Data:
-- Opening Marker --

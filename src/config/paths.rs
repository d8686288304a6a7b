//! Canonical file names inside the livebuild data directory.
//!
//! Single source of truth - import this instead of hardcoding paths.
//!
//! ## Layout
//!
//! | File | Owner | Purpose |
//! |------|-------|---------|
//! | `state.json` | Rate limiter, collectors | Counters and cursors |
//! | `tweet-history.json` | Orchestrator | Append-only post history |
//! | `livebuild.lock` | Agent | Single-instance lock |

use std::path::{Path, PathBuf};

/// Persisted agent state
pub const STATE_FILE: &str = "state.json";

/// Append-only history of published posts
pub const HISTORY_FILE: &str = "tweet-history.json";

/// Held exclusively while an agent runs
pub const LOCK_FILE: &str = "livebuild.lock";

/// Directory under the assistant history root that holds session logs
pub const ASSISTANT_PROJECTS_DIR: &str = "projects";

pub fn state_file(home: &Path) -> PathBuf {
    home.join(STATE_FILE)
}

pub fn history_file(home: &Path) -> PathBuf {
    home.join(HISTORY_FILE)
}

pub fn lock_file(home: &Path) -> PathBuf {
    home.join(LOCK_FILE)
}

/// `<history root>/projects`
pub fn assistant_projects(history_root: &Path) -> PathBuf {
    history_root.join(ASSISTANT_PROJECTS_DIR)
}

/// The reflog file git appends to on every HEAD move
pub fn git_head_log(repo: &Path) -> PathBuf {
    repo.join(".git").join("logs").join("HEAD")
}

-- Closing Marker --
-- Opening Marker --

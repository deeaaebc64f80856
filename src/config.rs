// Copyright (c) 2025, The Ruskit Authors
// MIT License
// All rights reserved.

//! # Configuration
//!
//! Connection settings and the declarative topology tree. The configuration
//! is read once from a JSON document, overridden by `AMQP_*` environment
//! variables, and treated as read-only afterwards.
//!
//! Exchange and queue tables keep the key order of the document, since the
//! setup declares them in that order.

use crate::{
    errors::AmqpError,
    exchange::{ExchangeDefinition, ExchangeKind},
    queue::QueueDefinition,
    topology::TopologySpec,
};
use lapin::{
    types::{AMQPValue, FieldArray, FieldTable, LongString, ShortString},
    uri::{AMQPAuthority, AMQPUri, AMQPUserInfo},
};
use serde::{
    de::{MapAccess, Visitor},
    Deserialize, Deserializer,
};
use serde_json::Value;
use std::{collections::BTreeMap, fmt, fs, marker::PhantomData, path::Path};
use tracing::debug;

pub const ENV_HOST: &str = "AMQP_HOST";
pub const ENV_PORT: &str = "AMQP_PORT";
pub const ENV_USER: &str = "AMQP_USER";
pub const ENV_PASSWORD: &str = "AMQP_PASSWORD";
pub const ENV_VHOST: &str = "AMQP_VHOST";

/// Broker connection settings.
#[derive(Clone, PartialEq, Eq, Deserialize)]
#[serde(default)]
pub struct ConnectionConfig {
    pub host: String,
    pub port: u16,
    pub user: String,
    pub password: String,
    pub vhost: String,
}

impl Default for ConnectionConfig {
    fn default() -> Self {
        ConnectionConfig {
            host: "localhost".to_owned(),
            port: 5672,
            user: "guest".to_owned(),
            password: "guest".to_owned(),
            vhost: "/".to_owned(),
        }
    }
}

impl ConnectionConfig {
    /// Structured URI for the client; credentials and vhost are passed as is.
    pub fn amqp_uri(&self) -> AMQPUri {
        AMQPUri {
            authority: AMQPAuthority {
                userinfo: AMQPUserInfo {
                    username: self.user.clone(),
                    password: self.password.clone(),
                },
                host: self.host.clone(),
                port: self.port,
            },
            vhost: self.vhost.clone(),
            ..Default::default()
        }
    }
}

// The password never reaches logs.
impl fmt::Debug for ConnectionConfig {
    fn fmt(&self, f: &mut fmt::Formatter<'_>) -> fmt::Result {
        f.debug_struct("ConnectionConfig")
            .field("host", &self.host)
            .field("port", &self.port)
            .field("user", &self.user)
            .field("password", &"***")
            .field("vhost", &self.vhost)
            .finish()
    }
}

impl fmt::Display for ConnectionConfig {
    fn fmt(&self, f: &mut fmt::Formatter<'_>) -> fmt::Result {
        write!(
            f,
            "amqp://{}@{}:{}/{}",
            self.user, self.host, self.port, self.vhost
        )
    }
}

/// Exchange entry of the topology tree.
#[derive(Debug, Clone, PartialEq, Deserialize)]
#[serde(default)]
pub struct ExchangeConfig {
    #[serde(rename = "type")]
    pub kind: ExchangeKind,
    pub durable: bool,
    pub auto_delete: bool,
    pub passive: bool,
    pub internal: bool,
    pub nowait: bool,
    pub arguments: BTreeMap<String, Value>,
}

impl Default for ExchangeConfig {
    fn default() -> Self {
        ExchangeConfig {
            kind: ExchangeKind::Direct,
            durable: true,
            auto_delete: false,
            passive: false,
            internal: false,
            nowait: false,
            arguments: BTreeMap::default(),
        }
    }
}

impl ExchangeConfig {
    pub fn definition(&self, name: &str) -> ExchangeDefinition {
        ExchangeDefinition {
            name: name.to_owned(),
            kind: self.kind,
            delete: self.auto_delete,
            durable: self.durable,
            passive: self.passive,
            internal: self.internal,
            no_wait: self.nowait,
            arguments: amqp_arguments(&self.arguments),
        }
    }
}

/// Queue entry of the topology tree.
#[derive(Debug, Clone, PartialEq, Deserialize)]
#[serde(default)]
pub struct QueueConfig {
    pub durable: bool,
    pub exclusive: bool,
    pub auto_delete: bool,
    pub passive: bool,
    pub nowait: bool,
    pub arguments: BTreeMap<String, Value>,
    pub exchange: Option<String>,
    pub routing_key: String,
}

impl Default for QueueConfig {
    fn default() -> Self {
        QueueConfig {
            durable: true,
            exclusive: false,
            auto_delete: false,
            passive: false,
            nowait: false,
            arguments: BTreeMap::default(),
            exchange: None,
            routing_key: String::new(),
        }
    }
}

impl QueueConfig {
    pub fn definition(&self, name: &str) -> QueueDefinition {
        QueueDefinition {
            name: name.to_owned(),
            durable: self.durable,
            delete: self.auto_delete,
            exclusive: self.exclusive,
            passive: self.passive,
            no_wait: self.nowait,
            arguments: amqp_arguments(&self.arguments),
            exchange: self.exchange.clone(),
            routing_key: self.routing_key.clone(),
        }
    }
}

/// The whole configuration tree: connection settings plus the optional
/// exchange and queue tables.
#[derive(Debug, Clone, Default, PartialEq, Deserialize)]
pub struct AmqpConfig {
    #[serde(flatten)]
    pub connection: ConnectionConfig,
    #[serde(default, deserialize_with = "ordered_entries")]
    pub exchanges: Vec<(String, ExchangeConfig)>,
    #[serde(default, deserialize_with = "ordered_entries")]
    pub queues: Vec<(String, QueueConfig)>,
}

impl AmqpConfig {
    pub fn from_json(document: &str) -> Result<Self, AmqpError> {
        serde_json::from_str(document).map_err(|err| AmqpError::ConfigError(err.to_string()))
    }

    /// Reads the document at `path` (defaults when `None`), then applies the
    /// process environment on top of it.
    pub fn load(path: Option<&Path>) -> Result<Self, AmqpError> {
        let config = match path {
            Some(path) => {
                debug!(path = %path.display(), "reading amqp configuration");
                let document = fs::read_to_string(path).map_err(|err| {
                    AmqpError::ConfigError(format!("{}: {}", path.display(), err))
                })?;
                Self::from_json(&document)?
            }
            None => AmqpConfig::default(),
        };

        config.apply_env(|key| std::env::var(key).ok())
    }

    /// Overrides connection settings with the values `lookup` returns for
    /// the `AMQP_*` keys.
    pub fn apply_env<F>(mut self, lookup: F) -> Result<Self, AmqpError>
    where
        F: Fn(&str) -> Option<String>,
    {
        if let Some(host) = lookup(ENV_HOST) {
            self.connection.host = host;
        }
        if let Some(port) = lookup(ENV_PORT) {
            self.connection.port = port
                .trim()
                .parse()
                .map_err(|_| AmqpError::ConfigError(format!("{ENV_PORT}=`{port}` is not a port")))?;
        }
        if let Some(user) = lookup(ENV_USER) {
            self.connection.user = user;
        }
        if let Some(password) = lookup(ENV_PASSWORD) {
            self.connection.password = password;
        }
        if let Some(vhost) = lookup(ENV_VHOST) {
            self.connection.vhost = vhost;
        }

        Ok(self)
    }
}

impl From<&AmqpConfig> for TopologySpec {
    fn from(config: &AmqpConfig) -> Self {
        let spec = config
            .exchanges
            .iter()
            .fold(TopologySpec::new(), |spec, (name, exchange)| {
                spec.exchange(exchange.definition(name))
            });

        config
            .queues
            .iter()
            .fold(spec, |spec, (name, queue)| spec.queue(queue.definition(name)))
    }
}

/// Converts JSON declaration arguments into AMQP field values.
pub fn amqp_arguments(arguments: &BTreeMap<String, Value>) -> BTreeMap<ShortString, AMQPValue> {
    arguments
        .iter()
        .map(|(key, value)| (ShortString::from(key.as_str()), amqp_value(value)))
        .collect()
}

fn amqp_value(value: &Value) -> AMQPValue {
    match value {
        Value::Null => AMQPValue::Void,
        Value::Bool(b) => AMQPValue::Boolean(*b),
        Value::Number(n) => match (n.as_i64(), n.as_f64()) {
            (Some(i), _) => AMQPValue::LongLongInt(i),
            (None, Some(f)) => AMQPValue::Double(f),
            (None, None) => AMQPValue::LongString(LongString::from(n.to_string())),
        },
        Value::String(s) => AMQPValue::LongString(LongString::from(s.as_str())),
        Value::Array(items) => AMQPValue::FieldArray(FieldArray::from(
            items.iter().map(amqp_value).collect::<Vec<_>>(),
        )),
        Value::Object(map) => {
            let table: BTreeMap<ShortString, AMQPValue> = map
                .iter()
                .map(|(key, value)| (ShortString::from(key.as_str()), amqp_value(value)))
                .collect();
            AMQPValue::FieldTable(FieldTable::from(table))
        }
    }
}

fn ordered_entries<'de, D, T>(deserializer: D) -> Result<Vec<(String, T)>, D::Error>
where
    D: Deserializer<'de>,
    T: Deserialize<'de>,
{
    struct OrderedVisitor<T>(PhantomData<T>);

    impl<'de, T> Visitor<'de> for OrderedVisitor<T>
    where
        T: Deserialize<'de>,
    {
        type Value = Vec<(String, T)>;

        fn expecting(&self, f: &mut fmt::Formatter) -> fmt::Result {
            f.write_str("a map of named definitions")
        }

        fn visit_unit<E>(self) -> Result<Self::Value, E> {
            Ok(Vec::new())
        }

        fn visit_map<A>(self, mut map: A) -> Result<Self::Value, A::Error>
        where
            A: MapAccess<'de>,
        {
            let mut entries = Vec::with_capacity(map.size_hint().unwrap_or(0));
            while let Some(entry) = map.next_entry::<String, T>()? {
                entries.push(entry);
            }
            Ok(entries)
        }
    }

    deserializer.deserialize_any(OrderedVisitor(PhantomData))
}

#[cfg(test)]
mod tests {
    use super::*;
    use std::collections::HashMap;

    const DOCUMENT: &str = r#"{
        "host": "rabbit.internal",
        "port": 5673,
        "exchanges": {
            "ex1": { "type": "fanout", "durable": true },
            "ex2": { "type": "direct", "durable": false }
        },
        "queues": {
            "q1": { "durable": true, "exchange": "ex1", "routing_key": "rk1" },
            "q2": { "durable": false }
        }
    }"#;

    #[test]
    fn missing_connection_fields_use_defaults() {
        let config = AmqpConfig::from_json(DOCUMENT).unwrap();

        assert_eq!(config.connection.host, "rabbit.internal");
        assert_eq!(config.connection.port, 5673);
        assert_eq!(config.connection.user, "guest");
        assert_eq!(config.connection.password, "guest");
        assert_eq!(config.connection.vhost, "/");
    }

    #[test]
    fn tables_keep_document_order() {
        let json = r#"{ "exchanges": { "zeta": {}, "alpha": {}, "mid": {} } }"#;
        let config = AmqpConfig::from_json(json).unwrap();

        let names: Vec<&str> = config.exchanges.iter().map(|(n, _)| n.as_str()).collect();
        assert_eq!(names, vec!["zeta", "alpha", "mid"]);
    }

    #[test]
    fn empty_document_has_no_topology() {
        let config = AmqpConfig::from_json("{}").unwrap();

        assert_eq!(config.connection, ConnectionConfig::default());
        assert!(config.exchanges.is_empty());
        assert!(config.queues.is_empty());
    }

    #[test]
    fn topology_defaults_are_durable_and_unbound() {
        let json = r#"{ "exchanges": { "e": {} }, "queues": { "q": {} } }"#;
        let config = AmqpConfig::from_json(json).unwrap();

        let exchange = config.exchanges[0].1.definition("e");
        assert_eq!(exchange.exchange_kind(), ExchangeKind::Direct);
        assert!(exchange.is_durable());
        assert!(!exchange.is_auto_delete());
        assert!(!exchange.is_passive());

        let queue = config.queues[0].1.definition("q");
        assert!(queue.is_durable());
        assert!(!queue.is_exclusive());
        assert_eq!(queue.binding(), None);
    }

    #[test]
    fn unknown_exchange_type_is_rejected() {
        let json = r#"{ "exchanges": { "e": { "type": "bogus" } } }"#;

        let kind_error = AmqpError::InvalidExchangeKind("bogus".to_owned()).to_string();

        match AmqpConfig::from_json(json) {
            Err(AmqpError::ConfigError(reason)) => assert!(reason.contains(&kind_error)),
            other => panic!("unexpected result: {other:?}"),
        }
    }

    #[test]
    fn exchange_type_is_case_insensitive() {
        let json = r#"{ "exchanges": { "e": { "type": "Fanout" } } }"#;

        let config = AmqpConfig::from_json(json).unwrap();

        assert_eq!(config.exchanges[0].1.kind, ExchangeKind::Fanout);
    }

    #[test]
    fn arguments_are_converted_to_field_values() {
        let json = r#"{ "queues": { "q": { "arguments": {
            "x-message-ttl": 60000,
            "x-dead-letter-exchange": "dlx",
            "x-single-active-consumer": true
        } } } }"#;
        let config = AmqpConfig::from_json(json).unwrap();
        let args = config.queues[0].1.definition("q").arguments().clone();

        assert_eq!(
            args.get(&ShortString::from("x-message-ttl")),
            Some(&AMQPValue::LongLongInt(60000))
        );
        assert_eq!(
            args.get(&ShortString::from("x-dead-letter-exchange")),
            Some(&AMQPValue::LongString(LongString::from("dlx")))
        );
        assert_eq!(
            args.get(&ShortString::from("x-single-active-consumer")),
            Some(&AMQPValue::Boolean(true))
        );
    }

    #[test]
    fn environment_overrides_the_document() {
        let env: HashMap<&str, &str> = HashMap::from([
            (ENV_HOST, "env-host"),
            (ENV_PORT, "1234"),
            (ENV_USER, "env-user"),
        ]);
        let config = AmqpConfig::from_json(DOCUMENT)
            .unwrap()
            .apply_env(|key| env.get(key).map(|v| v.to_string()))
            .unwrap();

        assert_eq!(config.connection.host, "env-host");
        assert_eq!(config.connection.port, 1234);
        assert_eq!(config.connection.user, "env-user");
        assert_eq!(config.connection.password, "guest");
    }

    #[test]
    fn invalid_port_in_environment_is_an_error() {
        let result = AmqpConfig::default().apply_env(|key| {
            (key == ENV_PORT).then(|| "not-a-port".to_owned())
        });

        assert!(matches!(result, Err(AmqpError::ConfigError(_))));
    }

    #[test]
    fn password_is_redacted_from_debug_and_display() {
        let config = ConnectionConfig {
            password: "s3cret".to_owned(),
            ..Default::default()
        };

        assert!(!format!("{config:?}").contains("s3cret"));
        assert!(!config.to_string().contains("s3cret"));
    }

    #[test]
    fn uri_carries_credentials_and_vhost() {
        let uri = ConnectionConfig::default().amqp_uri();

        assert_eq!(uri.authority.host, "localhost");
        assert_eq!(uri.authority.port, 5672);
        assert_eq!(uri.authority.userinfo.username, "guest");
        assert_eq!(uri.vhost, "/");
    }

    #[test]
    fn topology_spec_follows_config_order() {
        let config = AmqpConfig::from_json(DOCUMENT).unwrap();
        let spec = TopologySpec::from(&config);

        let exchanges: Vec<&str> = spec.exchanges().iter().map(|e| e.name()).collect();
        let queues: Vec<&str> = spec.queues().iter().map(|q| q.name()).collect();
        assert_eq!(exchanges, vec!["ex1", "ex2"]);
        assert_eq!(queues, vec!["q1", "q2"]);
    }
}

-- Closing Marker --
-- Opening Marker --

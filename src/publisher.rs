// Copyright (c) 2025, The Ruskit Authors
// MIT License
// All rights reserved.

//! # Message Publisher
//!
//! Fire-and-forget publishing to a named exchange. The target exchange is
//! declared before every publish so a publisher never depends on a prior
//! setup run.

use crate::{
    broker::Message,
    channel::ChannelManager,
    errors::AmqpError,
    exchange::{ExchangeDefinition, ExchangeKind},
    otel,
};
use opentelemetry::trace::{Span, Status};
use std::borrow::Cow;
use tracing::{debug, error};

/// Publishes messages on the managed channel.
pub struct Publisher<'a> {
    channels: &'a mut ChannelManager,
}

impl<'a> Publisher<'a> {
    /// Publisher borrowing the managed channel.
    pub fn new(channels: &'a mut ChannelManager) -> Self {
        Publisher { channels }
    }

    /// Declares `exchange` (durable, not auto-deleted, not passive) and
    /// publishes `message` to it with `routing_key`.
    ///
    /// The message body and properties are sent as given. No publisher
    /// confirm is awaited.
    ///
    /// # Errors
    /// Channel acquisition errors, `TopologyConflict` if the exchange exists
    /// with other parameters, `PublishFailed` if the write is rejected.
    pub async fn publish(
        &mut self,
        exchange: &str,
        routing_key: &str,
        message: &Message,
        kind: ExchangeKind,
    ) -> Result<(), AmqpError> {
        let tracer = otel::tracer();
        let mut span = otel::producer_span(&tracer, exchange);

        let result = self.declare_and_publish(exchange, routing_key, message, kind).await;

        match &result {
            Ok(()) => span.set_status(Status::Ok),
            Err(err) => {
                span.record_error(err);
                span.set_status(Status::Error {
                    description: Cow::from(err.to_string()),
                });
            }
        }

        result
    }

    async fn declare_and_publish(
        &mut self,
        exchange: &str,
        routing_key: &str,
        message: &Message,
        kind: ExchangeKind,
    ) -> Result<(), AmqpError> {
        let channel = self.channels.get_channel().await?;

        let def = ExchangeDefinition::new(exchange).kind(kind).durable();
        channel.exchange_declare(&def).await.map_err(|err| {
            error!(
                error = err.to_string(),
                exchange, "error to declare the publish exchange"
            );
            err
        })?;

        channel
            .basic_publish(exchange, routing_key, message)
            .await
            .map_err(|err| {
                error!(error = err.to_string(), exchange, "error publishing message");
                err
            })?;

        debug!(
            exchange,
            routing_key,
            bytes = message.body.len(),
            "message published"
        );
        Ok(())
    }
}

-- Closing Marker --

What you have to do: Search the entries for the word "LongLongInt", then list each line that holds it.

Solution to this exercise:
            (Some(i), _) => AMQPValue::LongLongInt(i),
            Some(&AMQPValue::LongLongInt(60000))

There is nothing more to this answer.